In summary, the Company evaluated its System, Consumables and LIMS connection software and determined that they each constitute a separate performance obligation as they each meet the criteria of being distinct and are separately identifiable.

 

Business

License agreement, page 105

 

9.Please expand your disclosure regarding the Thermo Fisher license agreement to disclose the fees paid to date under the agreement and the royalty rate you are obligated to pay, within a ten percent range. In addition, we note the license will remain in effect until the last to expire licensed patent right.

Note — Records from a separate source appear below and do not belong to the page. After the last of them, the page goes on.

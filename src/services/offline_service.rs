use crate::models::LocalUserData;
use crate::utils::storage::{load_from_storage, remove_from_storage};
use crate::utils::STORAGE_KEY_USER_DATA;

/// Offline user data of the signed-in user, if any. The sign-in flow
/// (outside this core) is the only writer.
pub fn get_offline_user_data() -> Option<LocalUserData> {
    load_from_storage::<LocalUserData>(STORAGE_KEY_USER_DATA)
}

/// Drop the stored identity. Only the settings/logout flow calls this;
/// the home and recovery flows treat the identity as read-only.
pub fn delete_offline_user_data() -> Result<(), String> {
    remove_from_storage(STORAGE_KEY_USER_DATA)
}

Please separately disclose the expiration year of the licensed patents in the Intellectual Property section.

 

Response: The Company acknowledges the Staff’s comment and has revised the disclosure on pages 110 and 111 of the Draft Registration Statement.

 

Intellectual property, page 105

 

10.Please expand your disclosure to address the following:

 

·disclose the foreign jurisdictions where you have been issued or granted patents and where you have patent applications pending; and

 

·disaggregate the number of your owned patents by type of patent or patent family and disclose the related expiration dates for each group.

 

Response: The Company acknowledges the Staff’s comment and has revised the disclosure on pages 109 and 110 of the Amended Draft Registration Statement.

 

Government Regulation, page 106

 

11.We note your disclosure in this section that your Growth Direct platform is not directly subject to regulation by the FDA. Please expand your disclosure to explain what regulations the company adheres to in developing its products, including the Growth Direct platform.

 

Response: The Company acknowledges the Staff’s comment and has revised the disclosure on page 112 of the Amended Draft Registration Statement.

 

Principal stockholders, page 127

 

 

 

 

May 7, 2021

Page 5

 

 

 

12.Please identify the natural person(s) with voting and/or dispositive power over the shares owned by Colony Harvest Ltd. and Endeavour Medtech Growth II LP.

 

Response: The Company acknowledges the Staff’s comment and respectfully advises the Staff that it will revise the disclosure in a subsequent amendment once the information related to the Company’s principal stockholders is finalized.

 

* * *

 

We hope the foregoing answers are responsive to your comments. Please do not hesitate to contact me by telephone at (617) 948-6027 with any questions or comments regarding this correspondence.

Very truly yours,

 

/s/ Wesley C. Holmes                 

 

Wesley C. Holmes

of LATHAM & WATKINS LLP

 

cc: Robert Spignesi, Rapid Micro Biosystems, Inc.
  Sean Wirtjes, Rapid Micro Biosystems, Inc.